I'm looking for an efficient way to generate a random strings, only from alphanumeric characters (no dashes or any other special symbols).
This does it:
public static void main(String[] args) {
final String uuid = UUID.randomUUID().toString().replace("-", "");
System.out.println("uuid = " + uuid);
}
Dashes don't need to be removed from HTTP request as you can see in URL of this thread.
But if you want to prepare well-formed URL without dependency on data you should use URLEncoder.encode( String data, String encoding ) instead of changing standard form of you data.
For UUID string representation dashes is normal.
I used JUG (Java UUID Generator) to generate unique ID.
It is unique across JVMs. Pretty good to use. Here is the code for your reference:
private static final SecureRandom secureRandom = new SecureRandom();
private static final UUIDGenerator generator = UUIDGenerator.getInstance();
public synchronized static String generateUniqueId() {
UUID uuid = generator.generateRandomBasedUUID(secureRandom);
return uuid.toString().replaceAll("-", "").toUpperCase();
}
You could download the library from: https://github.com/cowtowncoder/java-uuid-generator
Ended up writing something of my own based on UUID.java implementation. Note that I'm not generating a UUID, instead just a random 32 bytes hex string in the most efficient way I could think of.
Implementation
import java.security.SecureRandom;
import java.util.UUID;
public class RandomUtil {
// Maxim: Copied from UUID implementation :)
private static volatile SecureRandom numberGenerator = null;
private static final long MSB = 0x8000000000000000L;
public static String unique() {
SecureRandom ng = numberGenerator;
if (ng == null) {
numberGenerator = ng = new SecureRandom();
}
return Long.toHexString(MSB | ng.nextLong()) + Long.toHexString(MSB | ng.nextLong());
}
}
Usage
RandomUtil.unique()
Tests
Some of the inputs I've tested to make sure it's working:
public static void main(String[] args) {
System.out.println(UUID.randomUUID().toString());
System.out.println(RandomUtil.unique());
System.out.println();
System.out.println(Long.toHexString(0x8000000000000000L |21));
System.out.println(Long.toBinaryString(0x8000000000000000L |21));
System.out.println(Long.toHexString(Long.MAX_VALUE + 1));
}
A simple solution is
UUID.randomUUID().toString().replace("-", "")
(Like the existing solutions, only that it avoids the String#replaceAll call. Regular expression replacement is not required here, so String#replace feels more natural, though technically it still is implemented with regular expressions.

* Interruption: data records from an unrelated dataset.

//! Components: a model bound to concrete parameter values.

use std::collections::BTreeMap;
use std::sync::Arc;

use serde::{Deserialize, Serialize};
use thiserror::Error;

use crate::data_series::LinearProblemData;
use crate::expr::{EvalError, ParameterResolver, TimeStepScenario};
use crate::model::Model;

#[derive(Debug, Clone, PartialEq, Eq, Error)]
pub enum ComponentError {
    #[error("Component has no id")]
    MissingId,

    #[error("Component '{0}' has no model")]
    MissingModel(String),

    #[error("Component '{component}' does not give a value to parameter '{parameter}' of model '{model}'")]
    MissingParameter {
        component: String,
        model: String,
        parameter: String,
    },

    #[error("Component '{component}' gives a value to '{parameter}', which is not a parameter of model '{model}'")]
    UnexpectedParameter {
        component: String,
        model: String,
        parameter: String,
    },

    #[error("Parameter '{parameter}' not found in component '{component}'")]
    ParameterNotFound {
        component: String,
        parameter: String,
    },
}

/// Value bound to a model parameter.
#[derive(Debug, Clone, PartialEq, Serialize, Deserialize)]
#[serde(rename_all = "snake_case")]
pub enum ParameterValue {
    Constant(f64),
    /// Id of a series in the data-series repository, read through the
    /// component's scenario group.
    Series(String),
}

impl ParameterValue {
    pub fn series(id: impl Into<String>) -> Self {
        ParameterValue::Series(id.into())
    }

    pub fn as_constant(&self) -> Option<f64> {
        match self {
            ParameterValue::Constant(v) => Some(*v),
            ParameterValue::Series(_) => None,
        }
    }
}

impl From<f64> for ParameterValue {
    fn from(value: f64) -> Self {
        ParameterValue::Constant(value)
    }
}

#[derive(Debug, Clone, PartialEq)]
pub struct Component {
    id: String,
    model: Arc<Model>,
    parameter_values: BTreeMap<String, ParameterValue>,
    scenario_group: String,
}

impl Component {
    pub fn builder() -> ComponentBuilder {
        ComponentBuilder::default()
    }

    pub fn id(&self) -> &str {
        &self.id
    }

    pub fn model(&self) -> &Model {
        &self.model
    }

    pub fn scenario_group(&self) -> &str {
        &self.scenario_group
    }

    pub fn parameter_values(&self) -> &BTreeMap<String, ParameterValue> {
        &self.parameter_values
    }

    pub fn parameter_value(&self, parameter: &str) -> Result<&ParameterValue, ComponentError> {
        self.parameter_values
            .get(parameter)
            .ok_or_else(|| ComponentError::ParameterNotFound {
                component: self.id.clone(),
                parameter: parameter.to_string(),
            })
    }

    /// True when no parameter reads a data series.
    pub fn has_constant_parameters(&self) -> bool {
        self.parameter_values
            .values()
            .all(|v| matches!(v, ParameterValue::Constant(_)))
    }
}

#[derive(Debug, Default)]
pub struct ComponentBuilder {
    id: Option<String>,
    model: Option<Arc<Model>>,
    parameter_values: BTreeMap<String, ParameterValue>,
    scenario_group: String,
}

impl ComponentBuilder {
    pub fn with_id(mut self, id: impl Into<String>) -> Self {
        self.id = Some(id.into());
        self
    }

    pub fn with_model(mut self, model: Arc<Model>) -> Self {
        self.model = Some(model);
        self
    }

    pub fn with_parameter_values<K, V>(mut self, values: impl IntoIterator<Item = (K, V)>) -> Self
    where
        K: Into<String>,
        V: Into<ParameterValue>,
    {
        self.parameter_values = values
            .into_iter()
            .map(|(k, v)| (k.into(), v.into()))
            .collect();
        self
    }

    pub fn with_scenario_group(mut self, group: impl Into<String>) -> Self {
        self.scenario_group = group.into();
        self
    }

    /// Fails unless the bound parameters are exactly the model's parameters.
    pub fn build(self) -> Result<Component, ComponentError> {
        let id = self.id.ok_or(ComponentError::MissingId)?;
        let model = self
            .model
            .ok_or_else(|| ComponentError::MissingModel(id.clone()))?;

        for parameter in model.parameters() {
            if !self.parameter_values.contains_key(&parameter.id) {
                return Err(ComponentError::MissingParameter {
                    component: id,
                    model: model.id().to_string(),
                    parameter: parameter.id.clone(),
                });
            }
        }
        if let Some(extra) = self
            .parameter_values
            .keys()
            .find(|key| model.parameter(key).is_none())
        {
            return Err(ComponentError::UnexpectedParameter {
                component: id,
                model: model.id().to_string(),
                parameter: extra.clone(),
            });
        }

        Ok(Component {
            id,
            model,
            parameter_values: self.parameter_values,
            scenario_group: self.scenario_group,
        })
    }
}

/// Resolves the parameters of one component, reading series through
/// `data` with the component's scenario group.
pub struct ComponentParameters<'a> {
    component: &'a Component,
    data: &'a LinearProblemData,
}

impl<'a> ComponentParameters<'a> {
    pub fn new(component: &'a Component, data: &'a LinearProblemData) -> Self {
        Self { component, data }
    }
}

impl ParameterResolver for ComponentParameters<'_> {
    fn resolve(&self, parameter: &str, at: TimeStepScenario) -> Result<f64, EvalError> {
        let value = self.component.parameter_value(parameter).map_err(|_| {
            EvalError::ParameterNotInComponent {
                parameter: parameter.to_string(),
                component: self.component.id().to_string(),
            }
        })?;
        match value {
            ParameterValue::Constant(v) => Ok(*v),
            ParameterValue::Series(series) => Ok(self.data.get_data(
                series,
                self.component.scenario_group(),
                at.scenario,
                at.time_step,
            )?),
        }
    }
}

Given that the generation of the UUID is more costly than the replacement, there should not be a significant difference in runtime.)
Using the UUID class is probably fast enough for most scenarios, though I would expect that some specialized hand-written variant, which does not need the postprocessing, to be faster. Anyway, the bottleneck of the overall computation will normally be the random number generator. In case of the UUID class, it uses SecureRandom.
Which random number generator to use is also a trade-off that depends on the application. If it is security-sensitive, SecureRandom is, in general, the recommendation. Otherwise, ThreadLocalRandom is an alternative (faster than SecureRandom or the old Random, but not cryptographically secure).
I am amazed to see so many string replace ideas of UUID. How about this:
UUID temp = UUID.randomUUID();
String uuidString = Long.toHexString(temp.getMostSignificantBits())
+ Long.toHexString(temp.getLeastSignificantBits());
This is the fasted way of doing it since the whole toString() of UUID is already more expensive not to mention the regular expression which has to be parsed and executed or the replacing with empty string.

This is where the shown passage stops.